Stored items
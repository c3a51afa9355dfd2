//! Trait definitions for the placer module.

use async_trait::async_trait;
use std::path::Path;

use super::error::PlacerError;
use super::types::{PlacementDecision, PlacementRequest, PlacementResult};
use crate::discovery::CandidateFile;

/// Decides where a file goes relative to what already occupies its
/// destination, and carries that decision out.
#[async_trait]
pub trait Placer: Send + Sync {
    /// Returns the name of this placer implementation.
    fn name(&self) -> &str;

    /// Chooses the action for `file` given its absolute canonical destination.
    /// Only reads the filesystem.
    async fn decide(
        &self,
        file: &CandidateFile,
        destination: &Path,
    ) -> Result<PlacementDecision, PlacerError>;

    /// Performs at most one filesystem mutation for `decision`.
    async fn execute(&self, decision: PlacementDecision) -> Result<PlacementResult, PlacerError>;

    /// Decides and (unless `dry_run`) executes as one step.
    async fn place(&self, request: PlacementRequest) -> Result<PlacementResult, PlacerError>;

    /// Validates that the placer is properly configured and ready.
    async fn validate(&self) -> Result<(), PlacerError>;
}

---

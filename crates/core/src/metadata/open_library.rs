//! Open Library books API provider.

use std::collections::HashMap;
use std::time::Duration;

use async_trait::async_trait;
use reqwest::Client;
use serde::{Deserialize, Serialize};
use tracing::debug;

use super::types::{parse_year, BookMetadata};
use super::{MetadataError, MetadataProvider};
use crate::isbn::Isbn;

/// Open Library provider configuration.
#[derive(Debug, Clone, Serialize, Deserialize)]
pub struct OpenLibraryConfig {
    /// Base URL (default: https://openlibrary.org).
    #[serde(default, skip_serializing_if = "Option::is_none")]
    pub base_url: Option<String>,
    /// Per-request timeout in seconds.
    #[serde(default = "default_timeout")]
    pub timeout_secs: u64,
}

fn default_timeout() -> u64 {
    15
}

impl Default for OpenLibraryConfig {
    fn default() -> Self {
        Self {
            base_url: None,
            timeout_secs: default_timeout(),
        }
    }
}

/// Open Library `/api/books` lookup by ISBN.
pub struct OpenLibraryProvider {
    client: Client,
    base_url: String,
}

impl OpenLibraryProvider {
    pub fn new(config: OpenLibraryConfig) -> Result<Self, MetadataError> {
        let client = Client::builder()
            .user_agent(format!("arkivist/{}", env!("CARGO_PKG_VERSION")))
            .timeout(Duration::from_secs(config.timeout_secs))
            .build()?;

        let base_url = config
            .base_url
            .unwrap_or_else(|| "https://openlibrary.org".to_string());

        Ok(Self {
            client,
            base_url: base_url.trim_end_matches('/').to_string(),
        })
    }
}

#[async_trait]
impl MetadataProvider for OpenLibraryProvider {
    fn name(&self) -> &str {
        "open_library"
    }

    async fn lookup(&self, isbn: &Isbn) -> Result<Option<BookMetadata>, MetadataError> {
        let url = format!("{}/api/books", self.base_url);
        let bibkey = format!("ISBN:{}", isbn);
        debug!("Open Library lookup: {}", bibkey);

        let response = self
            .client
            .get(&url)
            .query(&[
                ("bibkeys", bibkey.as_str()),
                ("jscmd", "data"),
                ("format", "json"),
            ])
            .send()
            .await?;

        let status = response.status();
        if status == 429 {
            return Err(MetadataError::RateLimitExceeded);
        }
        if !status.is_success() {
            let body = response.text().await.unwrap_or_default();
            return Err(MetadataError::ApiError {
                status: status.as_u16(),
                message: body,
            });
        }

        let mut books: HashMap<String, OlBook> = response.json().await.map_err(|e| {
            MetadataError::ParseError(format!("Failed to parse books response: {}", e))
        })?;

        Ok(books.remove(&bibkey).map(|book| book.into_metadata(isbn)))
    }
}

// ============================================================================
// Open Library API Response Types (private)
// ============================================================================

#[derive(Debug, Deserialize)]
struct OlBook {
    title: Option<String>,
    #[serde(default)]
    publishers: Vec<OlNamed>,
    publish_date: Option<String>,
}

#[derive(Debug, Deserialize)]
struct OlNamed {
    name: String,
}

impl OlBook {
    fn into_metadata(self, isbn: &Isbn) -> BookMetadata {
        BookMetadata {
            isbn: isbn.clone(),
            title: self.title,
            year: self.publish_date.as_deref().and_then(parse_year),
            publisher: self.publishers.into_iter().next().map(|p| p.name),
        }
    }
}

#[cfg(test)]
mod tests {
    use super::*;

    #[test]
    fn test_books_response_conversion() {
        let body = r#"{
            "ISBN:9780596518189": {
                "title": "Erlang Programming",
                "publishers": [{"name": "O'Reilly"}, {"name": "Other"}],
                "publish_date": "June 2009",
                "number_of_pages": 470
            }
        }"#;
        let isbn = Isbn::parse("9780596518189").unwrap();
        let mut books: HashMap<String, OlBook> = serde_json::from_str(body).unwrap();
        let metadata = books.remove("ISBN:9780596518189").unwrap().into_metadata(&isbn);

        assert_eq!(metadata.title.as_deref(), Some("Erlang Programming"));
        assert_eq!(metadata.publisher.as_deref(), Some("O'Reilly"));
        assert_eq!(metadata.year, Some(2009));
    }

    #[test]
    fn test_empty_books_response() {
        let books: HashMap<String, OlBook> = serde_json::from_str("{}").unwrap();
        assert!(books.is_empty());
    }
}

→ **Problem to solve**
Once you have identified the lines above that contain "OpenLibraryProvider", copy each of them.

→ **Result of this exercise**
pub struct OpenLibraryProvider {
impl OpenLibraryProvider {
impl MetadataProvider for OpenLibraryProvider {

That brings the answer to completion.